When the string "Clone" is part of a line in the data below, report the whole line.

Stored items

-------------------------

//! Game settings and preferences
//!
//! Shared between the menu and the level. Persisted as a small JSON file.

use std::path::Path;

use serde::{Deserialize, Serialize};
use thiserror::Error;

#[derive(Debug, Error)]
pub enum SettingsError {
    #[error("settings io error: {0}")]
    Io(#[from] std::io::Error),
    #[error("invalid settings json: {0}")]
    Json(#[from] serde_json::Error),
}

/// Controller layout shown in the menu button prompts
#[derive(Debug, Clone, Copy, PartialEq, Eq, Serialize, Deserialize, Default)]
pub enum ControllerKind {
    None,
    #[default]
    Xbox,
    Sony,
}

impl ControllerKind {
    pub fn as_str(&self) -> &'static str {
        match self {
            ControllerKind::None => "None",
            ControllerKind::Xbox => "Xbox",
            ControllerKind::Sony => "Sony",
        }
    }

    pub fn from_str(s: &str) -> Option<Self> {
        match s.to_lowercase().as_str() {
            "none" | "keyboard" => Some(ControllerKind::None),
            "xbox" => Some(ControllerKind::Xbox),
            "sony" | "playstation" | "ps" => Some(ControllerKind::Sony),
            _ => None,
        }
    }

    pub fn next(self) -> Self {
        match self {
            ControllerKind::None => ControllerKind::Xbox,
            ControllerKind::Xbox => ControllerKind::Sony,
            ControllerKind::Sony => ControllerKind::None,
        }
    }
}

/// Lives per run
#[derive(Debug, Clone, Copy, PartialEq, Eq, Serialize, Deserialize, Default)]
pub enum LivesChoice {
    One,
    #[default]
    Five,
    NineNineNine,
}

impl LivesChoice {
    pub fn lives(&self) -> u32 {
        match self {
            LivesChoice::One => 1,
            LivesChoice::Five => 5,
            LivesChoice::NineNineNine => 999,
        }
    }

    pub fn as_str(&self) -> &'static str {
        match self {
            LivesChoice::One => "1",
            LivesChoice::Five => "5",
            LivesChoice::NineNineNine => "999",
        }
    }

    pub fn from_str(s: &str) -> Option<Self> {
        match s.trim() {
            "1" => Some(LivesChoice::One),
            "5" => Some(LivesChoice::Five),
            "999" => Some(LivesChoice::NineNineNine),
            _ => None,
        }
    }

    pub fn next(self) -> Self {
        match self {
            LivesChoice::One => LivesChoice::Five,
            LivesChoice::Five => LivesChoice::NineNineNine,
            LivesChoice::NineNineNine => LivesChoice::One,
        }
    }
}

/// Game settings/preferences
#[derive(Debug, Clone, PartialEq, Eq, Serialize, Deserialize)]
#[serde(default)]
pub struct Settings {
    /// Master volume in percent (0 - 100, steps of 10)
    pub master_volume: u8,
    pub controller: ControllerKind,
    pub lives: LivesChoice,
}

impl Default for Settings {
    fn default() -> Self {
        Self {
            master_volume: 50,
            controller: ControllerKind::Xbox,
            lives: LivesChoice::Five,
        }
    }
}

impl Settings {
    const VOLUME_STEP: u8 = 10;
    const MAX_VOLUME: u8 = 100;

    pub fn volume_up(&mut self) {
        self.set_volume(self.master_volume.saturating_add(Self::VOLUME_STEP));
    }

    pub fn volume_down(&mut self) {
        self.set_volume(self.master_volume.saturating_sub(Self::VOLUME_STEP));
    }

    /// Set the volume, snapped down to the step and clamped to 100
    pub fn set_volume(&mut self, percent: u8) {
        let clamped = percent.min(Self::MAX_VOLUME);
        self.master_volume = clamped - clamped % Self::VOLUME_STEP;
    }

    /// Volume as handed to the audio sink (0.0 - 1.0)
    pub fn volume_fraction(&self) -> f32 {
        f32::from(self.master_volume) / f32::from(Self::MAX_VOLUME)
    }

    pub fn cycle_controller(&mut self) {
        self.controller = self.controller.next();
    }

    pub fn cycle_lives(&mut self) {
        self.lives = self.lives.next();
    }

    /// Lives a new run starts with
    pub fn starting_lives(&self) -> u32 {
        self.lives.lives()
    }

    pub fn load(path: &Path) -> Result<Self, SettingsError> {
        let json = std::fs::read_to_string(path)?;
        let mut settings: Self = serde_json::from_str(&json)?;
        // Hand-edited files may hold off-step volumes
        settings.set_volume(settings.master_volume);
        Ok(settings)
    }

    /// Load settings, falling back to defaults on any error
    pub fn load_or_default(path: &Path) -> Self {
        match Self::load(path) {
            Ok(settings) => {
                log::info!("Loaded settings from {}", path.display());
                settings
            }
            Err(e) => {
                log::warn!("Using default settings ({}): {}", path.display(), e);
                Self::default()
            }
        }
    }

    pub fn save(&self, path: &Path) -> Result<(), SettingsError> {
        let json = serde_json::to_string_pretty(self)?;
        std::fs::write(path, json)?;
        log::info!("Settings saved to {}", path.display());
        Ok(())
    }
}

#[cfg(test)]
mod tests {
    use super::*;
    use std::path::PathBuf;

    fn scratch_file(name: &str) -> PathBuf {
        std::env::temp_dir().join(format!("crate_kicker_{}_{}.json", name, std::process::id()))
    }

    #[test]
    fn test_defaults() {
        let settings = Settings::default();
        assert_eq!(settings.master_volume, 50);
        assert_eq!(settings.controller, ControllerKind::Xbox);
        assert_eq!(settings.starting_lives(), 5);
        assert_eq!(settings.volume_fraction(), 0.5);
    }

    #[test]
    fn test_volume_steps_and_clamps() {
        let mut settings = Settings::default();
        for _ in 0..8 {
            settings.volume_up();
        }
        assert_eq!(settings.master_volume, 100);
        for _ in 0..12 {
            settings.volume_down();
        }
        assert_eq!(settings.master_volume, 0);

        settings.set_volume(47);
        assert_eq!(settings.master_volume, 40);
        settings.set_volume(250);
        assert_eq!(settings.master_volume, 100);
    }

    #[test]
    fn test_lives_cycle() {
        let mut settings = Settings::default();
        settings.cycle_lives();
        assert_eq!(settings.starting_lives(), 999);
        settings.cycle_lives();
        assert_eq!(settings.starting_lives(), 1);
        settings.cycle_lives();
        assert_eq!(settings.lives, LivesChoice::Five);
    }

    #[test]
    fn test_controller_names() {
        assert_eq!(ControllerKind::from_str("PlayStation"), Some(ControllerKind::Sony));
        assert_eq!(ControllerKind::from_str("steam"), None);
        assert_eq!(ControllerKind::Sony.next(), ControllerKind::None);
        assert_eq!(LivesChoice::from_str("999"), Some(LivesChoice::NineNineNine));
        assert_eq!(LivesChoice::Five.as_str(), "5");
    }

    #[test]
    fn test_save_and_load() {
        let path = scratch_file("roundtrip");
        let mut settings = Settings::default();
        settings.set_volume(80);
        settings.cycle_controller();
        settings.save(&path).unwrap();

        let loaded = Settings::load(&path).unwrap();
        assert_eq!(loaded, settings);
        let _ = std::fs::remove_file(&path);
    }

    #[test]
    fn test_partial_file_fills_defaults() {
        let path = scratch_file("partial");
        std::fs::write(&path, r#"{ "master_volume": 73 }"#).unwrap();
        let loaded = Settings::load(&path).unwrap();
        assert_eq!(loaded.master_volume, 70);
        assert_eq!(loaded.lives, LivesChoice::Five);
        let _ = std::fs::remove_file(&path);
    }

    #[test]
    fn test_bad_files_fall_back() {
        let missing = scratch_file("missing");
        assert!(matches!(Settings::load(&missing), Err(SettingsError::Io(_))));
        assert_eq!(Settings::load_or_default(&missing), Settings::default());

        let garbage = scratch_file("garbage");
        std::fs::write(&garbage, "not json").unwrap();
        assert!(matches!(Settings::load(&garbage), Err(SettingsError::Json(_))));
        assert_eq!(Settings::load_or_default(&garbage), Settings::default());
        let _ = std::fs::remove_file(&garbage);
    }
}
//! Screen orchestration
//!
//! `Game` owns the level, the settings and the current screen. Screens are
//! plain states: everything one needs is handed to it per call, so nothing
//! holds a pointer back to the game.

use serde::{Deserialize, Serialize};

use crate::audio::{AudioSink, SoundEffect};
use crate::consts::SPLASH_TIME;
use crate::settings::Settings;
use crate::sim::{Hud, LayoutError, Level, LevelInput, LevelLayout, LevelOutcome, tick};

#[derive(Debug, Clone, Copy, PartialEq, Eq, Serialize, Deserialize)]
pub enum Screen {
    Splash,
    Menu,
    Level,
    Paused,
    Win,
    Lose,
}

impl Screen {
    pub fn as_str(&self) -> &'static str {
        match self {
            Screen::Splash => "Splash",
            Screen::Menu => "Menu",
            Screen::Level => "Level",
            Screen::Paused => "Paused",
            Screen::Win => "Win",
            Screen::Lose => "Lose",
        }
    }
}

/// Input for one frame, across every screen
#[derive(Debug, Clone, Copy, Default, PartialEq, Eq)]
pub struct GameInput {
    /// In-level controls
    pub level: LevelInput,
    /// Menu: start a run
    pub play: bool,
    /// Menu: volume +10
    pub volume_up: bool,
    /// Menu: volume -10
    pub volume_down: bool,
    /// Menu: next controller layout
    pub next_controller: bool,
    /// Menu: next lives choice
    pub next_lives: bool,
    /// Pause menu: back into the level
    pub resume: bool,
    /// Pause menu: abandon the run
    pub quit: bool,
    /// Win/Lose screens: back to the menu
    pub confirm: bool,
}

/// Result of a finished run, shown on the end screens
#[derive(Debug, Clone, Copy, PartialEq, Serialize, Deserialize)]
pub struct RunSummary {
    pub won: bool,
    /// Coins collected
    pub score: u32,
    /// Level time in seconds
    pub time: f32,
    /// Lives left
    pub lives: u32,
}

impl RunSummary {
    fn from_hud(won: bool, hud: Hud) -> Self {
        Self {
            won,
            score: hud.coins,
            time: hud.time,
            lives: hud.lives,
        }
    }
}

pub struct Game {
    level: Level,
    settings: Settings,
    screen: Screen,
    splash_timer: f32,
    last_run: Option<RunSummary>,
}

impl Game {
    pub fn new(layout: &LevelLayout, settings: Settings) -> Result<Self, LayoutError> {
        Ok(Self {
            level: Level::new(layout)?,
            settings,
            screen: Screen::Splash,
            splash_timer: 0.0,
            last_run: None,
        })
    }

    pub fn screen(&self) -> Screen {
        self.screen
    }

    pub fn level(&self) -> &Level {
        &self.level
    }

    pub fn settings(&self) -> &Settings {
        &self.settings
    }

    /// The most recent finished run
    pub fn last_run(&self) -> Option<RunSummary> {
        self.last_run
    }

    /// Advance the current screen by one frame
    pub fn update(&mut self, frame_time: f32, input: &GameInput, audio: &mut dyn AudioSink) {
        match self.screen {
            Screen::Splash => {
                self.splash_timer += frame_time;
                if self.splash_timer >= SPLASH_TIME {
                    self.set_screen(Screen::Menu);
                }
            }
            Screen::Menu => self.update_menu(input, audio),
            Screen::Level => self.update_level(frame_time, input, audio),
            Screen::Paused => {
                if input.resume {
                    audio.play(SoundEffect::ButtonClick);
                    self.set_screen(Screen::Level);
                } else if input.quit {
                    audio.play(SoundEffect::ButtonClick);
                    audio.stop_music();
                    self.set_screen(Screen::Menu);
                }
            }
            Screen::Win | Screen::Lose => {
                if input.confirm {
                    audio.play(SoundEffect::ButtonClick);
                    self.set_screen(Screen::Menu);
                }
            }
        }
    }

    fn update_menu(&mut self, input: &GameInput, audio: &mut dyn AudioSink) {
        if input.volume_up || input.volume_down {
            if input.volume_up {
                self.settings.volume_up();
            } else {
                self.settings.volume_down();
            }
            audio.set_master_volume(self.settings.volume_fraction());
            audio.play(SoundEffect::ButtonClick);
        }
        if input.next_controller {
            self.settings.cycle_controller();
            audio.play(SoundEffect::ButtonClick);
        }
        if input.next_lives {
            self.settings.cycle_lives();
            audio.play(SoundEffect::ButtonClick);
        }

        if input.play {
            audio.play(SoundEffect::ButtonClick);
            self.level.reset(self.settings.starting_lives());
            self.set_screen(Screen::Level);
        }
    }

    fn update_level(&mut self, frame_time: f32, input: &GameInput, audio: &mut dyn AudioSink) {
        self.level.set_master_volume(self.settings.volume_fraction());
        match tick(&mut self.level, &input.level, frame_time, audio) {
            LevelOutcome::Playing => {}
            LevelOutcome::Paused => self.set_screen(Screen::Paused),
            LevelOutcome::Win => self.finish_run(true, audio),
            LevelOutcome::Lose => self.finish_run(false, audio),
        }
    }

    fn finish_run(&mut self, won: bool, audio: &mut dyn AudioSink) {
        let summary = RunSummary::from_hud(won, self.level.hud());
        log::info!(
            "Run {}: {} coins in {:.1}s, {} lives left",
            if won { "won" } else { "lost" },
            summary.score,
            summary.time,
            summary.lives
        );
        self.last_run = Some(summary);
        audio.stop_music();
        self.set_screen(if won { Screen::Win } else { Screen::Lose });
    }

    fn set_screen(&mut self, screen: Screen) {
        log::debug!("Screen {} -> {}", self.screen.as_str(), screen.as_str());
        self.screen = screen;
    }
}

-------------------------

__RESULT FOR THIS TASK__:
#[derive(Debug, Clone, Copy, PartialEq, Eq, Serialize, Deserialize, Default)]
#[derive(Debug, Clone, Copy, PartialEq, Eq, Serialize, Deserialize, Default)]
#[derive(Debug, Clone, PartialEq, Eq, Serialize, Deserialize)]
#[derive(Debug, Clone, Copy, PartialEq, Eq, Serialize, Deserialize)]
#[derive(Debug, Clone, Copy, Default, PartialEq, Eq)]
#[derive(Debug, Clone, Copy, PartialEq, Serialize, Deserialize)]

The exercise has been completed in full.